There are 4 things that came to my mind. If I have to set my own KPIs in this particular life season, these would be:

1. A healthy, secured, and well-developed child

Not to neglect my spouse, but I just believe that at this point in time my little baby needs me for her full growth and potential. Of course, the obvious course of action in order to meet this is to spend as much quality time with my child. I’d like to be able to monitor her development and make sure I am raising a good one and not a future monster. Kidding.

2. A comfortable lifestyle that we can afford

We are at a phase when the mommy is still the breadwinner of the family. We just could not give up my income yet. I do hope that one day this is no longer our reality. But as for now, as for the present moment – it is the place I am in. For all the young mommies out there who are in the same circumstance, I know there are days we despise this fact of life. But I’d like to believe that we are in it because our KPI requires us so. We have set it up ourselves. Hashtags #GinustoKoTo #AlphaMarsPalaHa. Joke :)

3. The most-coveted work-life balance

The most overrated phrase that you hear from parents and single adults, alike. What is with this so-called work-life balance – is this really achievable or is just an on-going myth? I’ve read somewhere that working mothers (whether they are office or home-based), will always be at a dilemma. For me it  looks that a work-from-home mom is just as hectic as an office-mom. Some say the former even has more on her to-do-list. So for this KPI, I believe it is up to us to define what is “work-life balance”. There really is no correct answer or solution to totally say: yes, we are living a well-balanced life. You just have to keep moving and take the next right step. It’s relative for every family so I guess the more important objective is: To know what works for your family.

4. A meaningful career

Whether I decide to quit corporate and work from home, the real cost is time. In any way I see it, it will still be time away from my child and family. So that has got to be meaningful work unless I want to be a miserable mother at the end of the day. And the classic equation still stands: Unhappy mom = Unhappy hubby and baby.

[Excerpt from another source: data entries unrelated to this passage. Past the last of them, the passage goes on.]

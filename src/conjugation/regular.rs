//! Tablas de terminaciones para verbos regulares españoles
//!
//! Orden de las personas: yo, tú, usted, ustedes, nosotros.
//! La forma de vosotros no se incluye.

use super::{Pronoun, VerbClass};

/// Terminaciones del presente de indicativo
pub const PRESENTE_AR: [&str; 5] = ["o", "as", "a", "an", "amos"];
pub const PRESENTE_ER: [&str; 5] = ["o", "es", "e", "en", "emos"];
pub const PRESENTE_IR: [&str; 5] = ["o", "es", "e", "en", "imos"];

/// Obtiene la tabla de terminaciones del presente para una clase de verbo
pub fn present_endings(class: VerbClass) -> &'static [&'static str; 5] {
    match class {
        VerbClass::Ar => &PRESENTE_AR,
        VerbClass::Er => &PRESENTE_ER,
        VerbClass::Ir => &PRESENTE_IR,
    }
}

/// Obtiene la terminación del presente para una persona concreta
pub fn present_ending(class: VerbClass, pronoun: Pronoun) -> &'static str {
    present_endings(class)[pronoun.index()]
}

/// Construye las cinco formas regulares a partir de la raíz
pub fn present_forms(stem: &str, class: VerbClass) -> Vec<(Pronoun, String)> {
    Pronoun::ALL
        .iter()
        .map(|&pronoun| {
            let ending = present_ending(class, pronoun);
            let mut form = String::with_capacity(stem.len() + ending.len());
            form.push_str(stem);
            form.push_str(ending);
            (pronoun, form)
        })
        .collect()
}
//! Módulo de conjugación verbal para español
//!
//! Genera las formas del presente de indicativo a partir del infinitivo,
//! ya sea por sustitución de terminación (verbos regulares) o mediante la
//! tabla de irregulares.

pub mod irregular;
pub mod regular;

use std::fmt;
use std::str::FromStr;

use log::{debug, trace, warn};

use crate::error::ConjugationError;

/// Clase de verbo según su terminación
#[derive(Debug, Clone, Copy, PartialEq, Eq, Hash)]
pub enum VerbClass {
    Ar,
    Er,
    Ir,
}

impl VerbClass {
    pub const ALL: [VerbClass; 3] = [VerbClass::Ar, VerbClass::Er, VerbClass::Ir];

    /// Determina la clase de verbo a partir del infinitivo
    pub fn from_infinitive(infinitive: &str) -> Option<Self> {
        let lower = infinitive.trim().to_lowercase();
        if lower.ends_with("ar") {
            Some(VerbClass::Ar)
        } else if lower.ends_with("er") {
            Some(VerbClass::Er)
        } else if lower.ends_with("ir") {
            Some(VerbClass::Ir)
        } else {
            None
        }
    }

    /// Obtiene la terminación del infinitivo
    pub fn infinitive_ending(&self) -> &'static str {
        match self {
            VerbClass::Ar => "ar",
            VerbClass::Er => "er",
            VerbClass::Ir => "ir",
        }
    }

    /// Número con el que se elige esta clase en el menú interactivo
    pub fn menu_number(&self) -> u8 {
        match self {
            VerbClass::Ar => 1,
            VerbClass::Er => 2,
            VerbClass::Ir => 3,
        }
    }
}

impl fmt::Display for VerbClass {
    fn fmt(&self, f: &mut fmt::Formatter<'_>) -> fmt::Result {
        write!(f, "-{}", self.infinitive_ending())
    }
}

impl FromStr for VerbClass {
    type Err = ConjugationError;

    /// Acepta "ar", "-ar", "AR" y el número de menú ("1", "2", "3")
    fn from_str(s: &str) -> Result<Self, Self::Err> {
        let normalized = s.trim().to_lowercase();
        match normalized.trim_start_matches('-') {
            "ar" | "1" => Ok(VerbClass::Ar),
            "er" | "2" => Ok(VerbClass::Er),
            "ir" | "3" => Ok(VerbClass::Ir),
            _ => Err(ConjugationError::InvalidSelection(s.to_string())),
        }
    }
}

/// Pronombre personal. No se incluye "vosotros".
#[derive(Debug, Clone, Copy, PartialEq, Eq, Hash)]
pub enum Pronoun {
    Yo,
    Tu,
    Usted,
    Ustedes,
    Nosotros,
}

impl Pronoun {
    /// Orden fijo en el que se presentan las formas
    pub const ALL: [Pronoun; 5] = [
        Pronoun::Yo,
        Pronoun::Tu,
        Pronoun::Usted,
        Pronoun::Ustedes,
        Pronoun::Nosotros,
    ];

    pub fn as_str(&self) -> &'static str {
        match self {
            Pronoun::Yo => "yo",
            Pronoun::Tu => "tú",
            Pronoun::Usted => "usted",
            Pronoun::Ustedes => "ustedes",
            Pronoun::Nosotros => "nosotros",
        }
    }

    /// Posición en `Pronoun::ALL` y en las tablas de terminaciones
    pub(crate) fn index(&self) -> usize {
        match self {
            Pronoun::Yo => 0,
            Pronoun::Tu => 1,
            Pronoun::Usted => 2,
            Pronoun::Ustedes => 3,
            Pronoun::Nosotros => 4,
        }
    }
}

impl fmt::Display for Pronoun {
    fn fmt(&self, f: &mut fmt::Formatter<'_>) -> fmt::Result {
        f.write_str(self.as_str())
    }
}

/// Resultado de conjugar un verbo: cinco pares (pronombre, forma)
#[derive(Debug, Clone, PartialEq, Eq)]
pub struct Conjugation {
    infinitive: String,
    class: VerbClass,
    irregular: bool,
    forms: Vec<(Pronoun, String)>,
}

impl Conjugation {
    pub fn infinitive(&self) -> &str {
        &self.infinitive
    }

    pub fn class(&self) -> VerbClass {
        self.class
    }

    /// Indica si las formas provienen de la tabla de irregulares
    pub fn is_irregular(&self) -> bool {
        self.irregular
    }

    pub fn forms(&self) -> &[(Pronoun, String)] {
        &self.forms
    }

    pub fn form(&self, pronoun: Pronoun) -> &str {
        &self.forms[pronoun.index()].1
    }
}

/// Una línea "<pronombre> <forma>" por persona
impl fmt::Display for Conjugation {
    fn fmt(&self, f: &mut fmt::Formatter<'_>) -> fmt::Result {
        for (i, (pronoun, form)) in self.forms.iter().enumerate() {
            if i > 0 {
                writeln!(f)?;
            }
            write!(f, "{} {}", pronoun, form)?;
        }
        Ok(())
    }
}

/// Extrae la raíz eliminando los dos últimos caracteres.
///
/// No comprueba que esos caracteres sean "ar", "er" o "ir".
pub fn stem(infinitive: &str) -> Result<&str, ConjugationError> {
    match infinitive.char_indices().rev().nth(1) {
        Some((idx, _)) => Ok(&infinitive[..idx]),
        None => Err(ConjugationError::InvalidInput {
            verb: infinitive.to_string(),
        }),
    }
}

/// Conjuga un verbo en presente de indicativo para la clase indicada
pub fn conjugate(verb: &str, class: VerbClass) -> Result<Conjugation, ConjugationError> {
    if let Some(forms) = irregular::lookup(class, verb) {
        debug!("Usando formas irregulares para '{}' ({})", verb, class);
        return Ok(Conjugation {
            infinitive: verb.to_string(),
            class,
            irregular: true,
            forms: Pronoun::ALL
                .iter()
                .zip(forms.iter())
                .map(|(&pronoun, &form)| (pronoun, form.to_string()))
                .collect(),
        });
    }

    let root = stem(verb).inspect_err(|_| warn!("Verbo demasiado corto: '{}'", verb))?;
    trace!("Raíz de '{}': '{}'", verb, root);

    Ok(Conjugation {
        infinitive: verb.to_string(),
        class,
        irregular: false,
        forms: regular::present_forms(root, class),
    })
}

Can a woman have it all? YES! – but not all at once. If I have 1-2-3 checked, does it mean I should be content even if I’m losing the KPI stats for #4? Something has to give, isn’t it? Such is life.

But for all its worth, setting our KPIs is like our guiding compass. It gives us a clearer picture of where we are currently and where we want to be headed. It’s some sort of a simpler roadmap of life. There could be times that the tension between our priorities can grow intense and super conflicting. Because of the expectation vs reality one can feel just as defeated at the end of the day. But remind yourself this: It is not us who is in control. Might as well trust in His leading and just take the next right step. I know it is easier said than done. But really, that is the only choice if we want to keep going with some meaning.

How about you, what is your life’s KPI?